I was a natural, at least, so I was told. People went out of their way to come to our store and I made great effort to remember people’s names, names of their spouses, names of their children, and even birthdays when I could. I remembered to ask after family members recovering from illness or getting ready for one of those epic trips out of town. Now those trips made for endless conversations in Ikpoba as people debated who amongst the travelers would either come back successful or not come back at all. To come back “poor” was something of an abomination.

My mother was my rock. My friend. My confidant. And I knew how much she in turn depended on me without either of us ever actually saying as much. I suppose it wasn’t “the done thing” where we were from – PDA (Public Display of Affection) that is – as I was later taught it was called by my soon to be acquainted urban friends.

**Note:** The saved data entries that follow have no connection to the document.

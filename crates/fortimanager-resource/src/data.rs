//! Local resource state.
//!
//! [`ResourceData`] holds the locally declared values of one object (keyed by local
//! field name), its identity once created, and the set of field paths whose value
//! differs from the prior state. Paths into nested lists are positional:
//! `free_style.0.category`.

use std::collections::{BTreeMap, BTreeSet};

/// One local record: local field name to value.
pub type Record = BTreeMap<String, LocalValue>;

/// A locally held field value.
#[derive(Debug, Clone, PartialEq, Eq)]
pub enum LocalValue {
    /// String scalar
    Str(String),
    /// Integer scalar
    Int(i64),
    /// Unordered string set
    Set(BTreeSet<String>),
    /// Nested records
    List(Vec<Record>),
}

impl LocalValue {
    /// Build a set value.
    pub fn set<I, S>(items: I) -> Self
    where
        I: IntoIterator<Item = S>,
        S: Into<String>,
    {
        Self::Set(items.into_iter().map(Into::into).collect())
    }

    /// Short name of the value's shape.
    #[must_use]
    pub const fn kind_name(&self) -> &'static str {
        match self {
            Self::Str(_) => "string",
            Self::Int(_) => "int",
            Self::Set(_) => "string set",
            Self::List(_) => "list",
        }
    }

    /// String payload, if any.
    #[must_use]
    pub fn as_str(&self) -> Option<&str> {
        match self {
            Self::Str(s) => Some(s),
            _ => None,
        }
    }

    /// Integer payload, if any.
    #[must_use]
    pub const fn as_int(&self) -> Option<i64> {
        match self {
            Self::Int(v) => Some(*v),
            _ => None,
        }
    }

    /// Set payload, if any.
    #[must_use]
    pub const fn as_set(&self) -> Option<&BTreeSet<String>> {
        match self {
            Self::Set(items) => Some(items),
            _ => None,
        }
    }

    /// List payload, if any.
    #[must_use]
    pub fn as_list(&self) -> Option<&[Record]> {
        match self {
            Self::List(rows) => Some(rows),
            _ => None,
        }
    }

    /// Whether this is the zero value of its kind.
    #[must_use]
    pub fn is_zero(&self) -> bool {
        match self {
            Self::Str(s) => s.is_empty(),
            Self::Int(v) => *v == 0,
            Self::Set(items) => items.is_empty(),
            Self::List(rows) => rows.is_empty(),
        }
    }
}

impl From<&str> for LocalValue {
    fn from(value: &str) -> Self {
        Self::Str(value.to_string())
    }
}

impl From<String> for LocalValue {
    fn from(value: String) -> Self {
        Self::Str(value)
    }
}

impl From<i64> for LocalValue {
    fn from(value: i64) -> Self {
        Self::Int(value)
    }
}

impl From<i32> for LocalValue {
    fn from(value: i32) -> Self {
        Self::Int(i64::from(value))
    }
}

impl From<BTreeSet<String>> for LocalValue {
    fn from(value: BTreeSet<String>) -> Self {
        Self::Set(value)
    }
}

impl From<Vec<Record>> for LocalValue {
    fn from(value: Vec<Record>) -> Self {
        Self::List(value)
    }
}

/// Build a [`Record`] from `name => value` pairs.
///
/// ```
/// use fortimanager_resource::{record, LocalValue};
///
/// let row = record! { "category" => "traffic", "id" => 1 };
/// assert_eq!(row["id"], LocalValue::Int(1));
/// ```
#[macro_export]
macro_rules! record {
    () => {
        $crate::Record::new()
    };
    ($($name:expr => $value:expr),+ $(,)?) => {{
        let mut record = $crate::Record::new();
        $(
            record.insert(
                ::std::string::String::from($name),
                $crate::LocalValue::from($value),
            );
        )+
        record
    }};
}

/// Local state of one object.
#[derive(Debug, Clone, Default, PartialEq, Eq)]
pub struct ResourceData {
    id: Option<String>,
    values: Record,
    changed: BTreeSet<String>,
}

impl ResourceData {
    /// Empty state with no identity.
    #[must_use]
    pub fn new() -> Self {
        Self::default()
    }

    /// State holding `values` with no recorded changes.
    #[must_use]
    pub fn from_values(values: Record) -> Self {
        Self {
            values,
            ..Self::default()
        }
    }

    /// State for applying `planned` on top of `prior`.
    ///
    /// The identity carries over from `prior` and every path whose value differs
    /// between the two is recorded as changed, including fields present only in
    /// `prior` (cleared by the plan).
    #[must_use]
    pub fn from_plan(prior: Option<&Self>, planned: Record) -> Self {
        let empty = Record::new();
        let prior_values = prior.map_or(&empty, |p| &p.values);

        let mut changed = BTreeSet::new();
        diff_records("", prior_values, &planned, &mut changed);

        Self {
            id: prior.and_then(|p| p.id.clone()),
            values: planned,
            changed,
        }
    }

    /// Builder-style [`set`](Self::set).
    #[must_use]
    pub fn with(mut self, name: impl Into<String>, value: impl Into<LocalValue>) -> Self {
        self.set(name, value);
        self
    }

    /// Builder-style [`set_id`](Self::set_id).
    #[must_use]
    pub fn with_id(mut self, id: impl Into<String>) -> Self {
        self.set_id(id);
        self
    }

    /// Identity, once the object exists.
    #[must_use]
    pub fn id(&self) -> Option<&str> {
        self.id.as_deref()
    }

    /// Record the identity.
    pub fn set_id(&mut self, id: impl Into<String>) {
        self.id = Some(id.into());
    }

    /// Forget the identity, marking the object as gone.
    pub fn clear_id(&mut self) {
        self.id = None;
    }

    /// Value of a field, if set.
    #[must_use]
    pub fn get(&self, name: &str) -> Option<&LocalValue> {
        self.values.get(name)
    }

    /// Value of a field if set to something other than its zero value.
    #[must_use]
    pub fn get_ok(&self, name: &str) -> Option<&LocalValue> {
        self.get(name).filter(|v| !v.is_zero())
    }

    /// String value of a field.
    #[must_use]
    pub fn get_str(&self, name: &str) -> Option<&str> {
        self.get(name).and_then(LocalValue::as_str)
    }

    /// Integer value of a field.
    #[must_use]
    pub fn get_int(&self, name: &str) -> Option<i64> {
        self.get(name).and_then(LocalValue::as_int)
    }

    /// Set a field.
    pub fn set(&mut self, name: impl Into<String>, value: impl Into<LocalValue>) {
        self.values.insert(name.into(), value.into());
    }

    /// Remove a field, returning its previous value.
    pub fn unset(&mut self, name: &str) -> Option<LocalValue> {
        self.values.remove(name)
    }

    /// All field values.
    #[must_use]
    pub const fn values(&self) -> &Record {
        &self.values
    }

    /// Take the field values.
    #[must_use]
    pub fn into_values(self) -> Record {
        self.values
    }

    /// Record that the value at `path` changed.
    pub fn mark_changed(&mut self, path: impl Into<String>) {
        self.changed.insert(path.into());
    }

    /// Whether the value at `path` changed.
    #[must_use]
    pub fn has_change(&self, path: &str) -> bool {
        self.changed.contains(path)
    }

    /// Changed paths in lexical order.
    pub fn changed_paths(&self) -> impl Iterator<Item = &str> {
        self.changed.iter().map(String::as_str)
    }

    /// Forget recorded changes, typically after a successful apply.
    pub fn clear_changes(&mut self) {
        self.changed.clear();
    }
}

fn join(prefix: &str, name: &str) -> String {
    if prefix.is_empty() {
        name.to_string()
    } else {
        format!("{prefix}.{name}")
    }
}

fn diff_records(
    prefix: &str,
    prior: &Record,
    planned: &Record,
    changed: &mut BTreeSet<String>,
) -> bool {
    let names: BTreeSet<&String> = prior.keys().chain(planned.keys()).collect();
    let mut any = false;

    for name in names {
        let path = join(prefix, name);
        let differs = match (prior.get(name), planned.get(name)) {
            (Some(LocalValue::List(a)), Some(LocalValue::List(b))) => {
                diff_lists(&path, a, b, changed)
            }
            (Some(LocalValue::List(a)), other) => {
                diff_lists(&path, a, &[], changed);
                other.is_some() || !a.is_empty()
            }
            (other, Some(LocalValue::List(b))) => {
                diff_lists(&path, &[], b, changed);
                other.is_some() || !b.is_empty()
            }
            (a, b) => a != b,
        };
        if differs {
            changed.insert(path);
            any = true;
        }
    }

    any
}

fn diff_lists(
    path: &str,
    prior: &[Record],
    planned: &[Record],
    changed: &mut BTreeSet<String>,
) -> bool {
    let empty = Record::new();
    let mut any = prior.len() != planned.len();

    for i in 0..prior.len().max(planned.len()) {
        let a = prior.get(i).unwrap_or(&empty);
        let b = planned.get(i).unwrap_or(&empty);
        any |= diff_records(&format!("{path}.{i}"), a, b, changed);
    }

    any
}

I had so far resisted the lure of Lagos. However, like the proverbial moth to a flame, I succumbed. And the bait was appropriate. After all, for someone so gifted as a trader, where else but Lagos to truly fulfill my potential. Actually there was also Aba, but for those of us from the hinterland, there was nothing quite like Lagos, the real deal, in every sense.

And so in December of 2006 the usual procession of out-of-town Uncles, Aunts, and cousins – real and assumed – came from Lagos and Abuja and Port Harcourt for the holidays, each person bursting with riveting stories about life in the city. It wasn’t like Benin City was some bush town. Not at all in fact. But, it simply wasn’t the same. And it still isn’t.

As my cousin Alero spoke endlessly about Ikoyi, Surulere, Lekki and these other seemingly wonderful places, it was suddenly easy to decide that come next Christmas, l also would be a Lagos returnee telling my fabulous stories to innocent young girls hanging on to my every word; my local champion status was finally coming to an end, and a whole new world awaited.